Raygun Apologise

ray-gun Raygun just posted the following on Twitter:

An Apology http://tinyurl.com/lrh6sa

They also posted this on the 4th:

We're currently loving our status as the new Spinal Tap!

I feel guilty now.

ANYWAY! Ray (real name Toby, natch) did indeed post an appology for his, um, self, today, on Myspace, so, since Myspace is a bucket of arse, I shall copypaste forthwith:


Since Monday my band have advised me not to speak out even though since the incident I wanted to publicly express my regret and accept full responsibility. I thought it was time for you to hear directly from me that I’m sorry.

When future generations look back on the events of the last few days, as they surely will, I ask that they think not of the singer in a band nobody has ever heard of saying some slightly ridiculous things about his music, but of the way those shameful events brought people together.

Admittedly people were brought together mainly on messageboards as they posted comments such as ‘LOL WHAT A DICKWAD’ but that is not really the point. I owe some apologies.

I’m sorry to my band mates Adj, Sam and the other one. And I thank each one of you for standing by me during what has been a difficult time for all of us.

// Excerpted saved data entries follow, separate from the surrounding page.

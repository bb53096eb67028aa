//! Per-wire local decrement.

use super::{local_target, notify_power_change, wire_power, wire_state, write_power};
use super::{SignalStrategy, StrategyKind};
use crate::blocks::BlockContext;
use redwire_core::Position;

/// Re-evaluates one wire against its immediate surroundings and lets the
/// resulting neighbor updates carry the change along the line.
#[derive(Debug, Clone, Copy, Default)]
pub struct LocalStrategy;

impl SignalStrategy for LocalStrategy {
    fn kind(&self) -> StrategyKind {
        StrategyKind::Local
    }

    fn settle(&mut self, cx: &mut BlockContext<'_, '_>, pos: Position) -> u8 {
        settle_locally(cx, pos)
    }
}

/// Settle the single wire at `pos`.
pub(super) fn settle_locally(cx: &mut BlockContext<'_, '_>, pos: Position) -> u8 {
    let Some(state) = wire_state(cx.level(), pos) else {
        return 0;
    };
    let old = wire_power(state);
    let target = local_target(cx.level(), pos, cx.rules);
    if target == old {
        return old;
    }

    let authorized = cx.authorize(pos, old, target);
    if authorized == old || !write_power(cx, pos, state, authorized) {
        return old;
    }
    notify_power_change(cx, &[pos]);
    authorized
}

I apologise to Delia Smith and to the concept of psychedelia. What I did to you both was unforgivable.

I now fully accept that if you stuck Iggy Pop, James Brown, David Bowie and Shirley Bassey in a lift you would basically just have Iggy Pop, James Brown, David Bowie and Shirley Bassey in a lift. You would not have our music. You would have three famous singers and a dead one.

I also accept that I know very little about hedonism and that I am not an expert in the field of drug use simply because of the time I tried to get high from smoking a banana in the Argos car park.

I apologise for being somewhere in the region of 27% more of a twat than I usually am, and I apologise for any twatish parts of my nature, although I do urge you to consider the fact that I am a singer in a band. I am by definition someone who wants to stand on a stage and sing while people watch me and for that reason will always be a little bit of a twat because it is in my makeup.

On the subject of makeup, I apologise for sometimes overdoing the eyeliner. I apologise to those who have pushed forward the proud tradition of singing men in makeup: Robert Smith, Brian Molko, the ginger one from Pussycat Dolls.

I apologise to Ken at my label and ask that you do not drop this boy.

In future I shall look to, and take my cues from, the true masters of modesty, humility and understatement: Bono, Johnny Borrell, Kanye West.

I close by thanking you for your time and requesting that my band and I are now afforded some space, and some time, to consider these awful events and to rebuild our lives. This is now a band matter and I respectfully ask that we are permitted to move forward in private.

Thank you.


You know what, Ray? I'm proud of you. You took this like a dood. I like the twat percentaging, and the admission of Brian Molko influence. I like the bit about "the other one" (half of Raygun are very recent post record-deal additions, and one of them used to be in Rooster, so my spies tell me)  I promise that if you make a good song I will tell people that it is good. Go in peace my brother. You are a man now.